# Task instructions
Go through the material under this sentence. Return every line holding "head".
-*-
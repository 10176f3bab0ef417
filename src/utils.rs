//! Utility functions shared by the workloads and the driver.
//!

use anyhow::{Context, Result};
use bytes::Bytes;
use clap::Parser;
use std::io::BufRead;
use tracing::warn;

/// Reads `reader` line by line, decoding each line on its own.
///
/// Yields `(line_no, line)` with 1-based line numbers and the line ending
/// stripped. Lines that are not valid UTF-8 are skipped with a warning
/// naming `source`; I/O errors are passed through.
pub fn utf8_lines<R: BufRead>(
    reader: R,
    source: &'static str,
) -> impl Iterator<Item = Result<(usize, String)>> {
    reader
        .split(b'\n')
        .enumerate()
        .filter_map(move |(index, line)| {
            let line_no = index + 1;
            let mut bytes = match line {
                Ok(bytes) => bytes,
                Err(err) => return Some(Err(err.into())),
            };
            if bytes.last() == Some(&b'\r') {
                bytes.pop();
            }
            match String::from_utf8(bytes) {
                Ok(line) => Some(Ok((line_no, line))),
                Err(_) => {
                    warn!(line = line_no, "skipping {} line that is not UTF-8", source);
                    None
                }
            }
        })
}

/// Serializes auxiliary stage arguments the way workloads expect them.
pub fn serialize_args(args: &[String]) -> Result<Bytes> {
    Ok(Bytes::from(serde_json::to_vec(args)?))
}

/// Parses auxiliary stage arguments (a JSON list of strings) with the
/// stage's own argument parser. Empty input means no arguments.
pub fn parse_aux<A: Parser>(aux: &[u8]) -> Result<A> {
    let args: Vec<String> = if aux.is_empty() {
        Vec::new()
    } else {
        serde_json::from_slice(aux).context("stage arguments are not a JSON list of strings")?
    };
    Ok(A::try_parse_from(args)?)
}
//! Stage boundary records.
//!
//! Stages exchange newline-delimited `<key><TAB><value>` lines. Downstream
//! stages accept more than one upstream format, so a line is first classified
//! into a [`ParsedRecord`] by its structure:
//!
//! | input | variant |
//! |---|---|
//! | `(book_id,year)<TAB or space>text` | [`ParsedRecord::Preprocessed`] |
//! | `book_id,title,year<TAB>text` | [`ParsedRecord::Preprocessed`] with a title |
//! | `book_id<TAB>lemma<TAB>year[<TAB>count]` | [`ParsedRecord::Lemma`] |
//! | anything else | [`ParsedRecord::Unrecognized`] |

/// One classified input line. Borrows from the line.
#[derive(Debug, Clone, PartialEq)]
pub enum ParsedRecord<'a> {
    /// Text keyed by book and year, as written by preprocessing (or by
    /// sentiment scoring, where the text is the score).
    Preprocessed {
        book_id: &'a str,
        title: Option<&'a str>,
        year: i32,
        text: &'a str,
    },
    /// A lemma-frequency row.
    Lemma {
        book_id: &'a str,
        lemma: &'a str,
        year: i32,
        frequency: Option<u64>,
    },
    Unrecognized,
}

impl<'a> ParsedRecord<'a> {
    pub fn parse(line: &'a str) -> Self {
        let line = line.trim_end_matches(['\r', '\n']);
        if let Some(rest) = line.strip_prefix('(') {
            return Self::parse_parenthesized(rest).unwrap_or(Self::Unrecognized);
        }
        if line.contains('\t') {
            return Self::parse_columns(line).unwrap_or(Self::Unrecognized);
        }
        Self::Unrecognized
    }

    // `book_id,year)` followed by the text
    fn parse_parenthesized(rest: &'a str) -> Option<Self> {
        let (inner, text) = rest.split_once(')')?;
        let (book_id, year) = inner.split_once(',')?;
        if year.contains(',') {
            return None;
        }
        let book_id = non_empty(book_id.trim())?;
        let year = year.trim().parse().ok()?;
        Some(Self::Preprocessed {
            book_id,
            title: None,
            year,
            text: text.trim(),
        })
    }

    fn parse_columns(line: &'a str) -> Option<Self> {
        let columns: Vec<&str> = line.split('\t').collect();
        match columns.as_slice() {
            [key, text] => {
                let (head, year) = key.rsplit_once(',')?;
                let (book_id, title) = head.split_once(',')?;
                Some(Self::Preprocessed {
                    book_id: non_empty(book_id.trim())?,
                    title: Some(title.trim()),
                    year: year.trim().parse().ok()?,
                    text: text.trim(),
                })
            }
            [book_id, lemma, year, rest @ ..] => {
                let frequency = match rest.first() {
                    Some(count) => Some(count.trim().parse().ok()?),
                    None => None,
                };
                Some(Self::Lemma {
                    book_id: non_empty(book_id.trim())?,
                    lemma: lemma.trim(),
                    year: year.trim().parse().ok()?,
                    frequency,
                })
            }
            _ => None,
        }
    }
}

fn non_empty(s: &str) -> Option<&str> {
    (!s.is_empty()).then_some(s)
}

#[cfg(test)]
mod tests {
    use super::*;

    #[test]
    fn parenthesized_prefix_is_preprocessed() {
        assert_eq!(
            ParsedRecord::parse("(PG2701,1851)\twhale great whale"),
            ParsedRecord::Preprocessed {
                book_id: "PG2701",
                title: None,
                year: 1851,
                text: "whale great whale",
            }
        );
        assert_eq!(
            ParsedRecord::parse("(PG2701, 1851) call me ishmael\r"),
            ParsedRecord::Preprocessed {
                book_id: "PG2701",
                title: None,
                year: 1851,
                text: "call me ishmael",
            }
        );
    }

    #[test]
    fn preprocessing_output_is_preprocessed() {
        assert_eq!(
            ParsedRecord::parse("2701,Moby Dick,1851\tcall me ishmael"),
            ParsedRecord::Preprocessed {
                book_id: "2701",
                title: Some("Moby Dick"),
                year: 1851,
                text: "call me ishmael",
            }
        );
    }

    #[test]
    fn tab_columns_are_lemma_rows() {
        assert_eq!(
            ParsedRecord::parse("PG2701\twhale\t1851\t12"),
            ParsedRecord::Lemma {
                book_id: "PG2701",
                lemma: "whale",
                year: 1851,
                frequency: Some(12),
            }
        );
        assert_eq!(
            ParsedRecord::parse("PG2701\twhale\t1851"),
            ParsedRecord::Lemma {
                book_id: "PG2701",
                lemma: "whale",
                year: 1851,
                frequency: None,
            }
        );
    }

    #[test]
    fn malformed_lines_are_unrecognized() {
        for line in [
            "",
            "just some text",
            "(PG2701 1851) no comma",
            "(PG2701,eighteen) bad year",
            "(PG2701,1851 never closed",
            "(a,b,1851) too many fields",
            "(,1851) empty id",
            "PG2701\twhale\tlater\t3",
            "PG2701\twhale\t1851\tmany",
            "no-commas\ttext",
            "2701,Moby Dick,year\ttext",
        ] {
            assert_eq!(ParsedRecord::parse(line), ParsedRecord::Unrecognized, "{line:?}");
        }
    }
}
-*-
# Expected output
                let (head, year) = key.rsplit_once(',')?;
                let (book_id, title) = head.split_once(',')?;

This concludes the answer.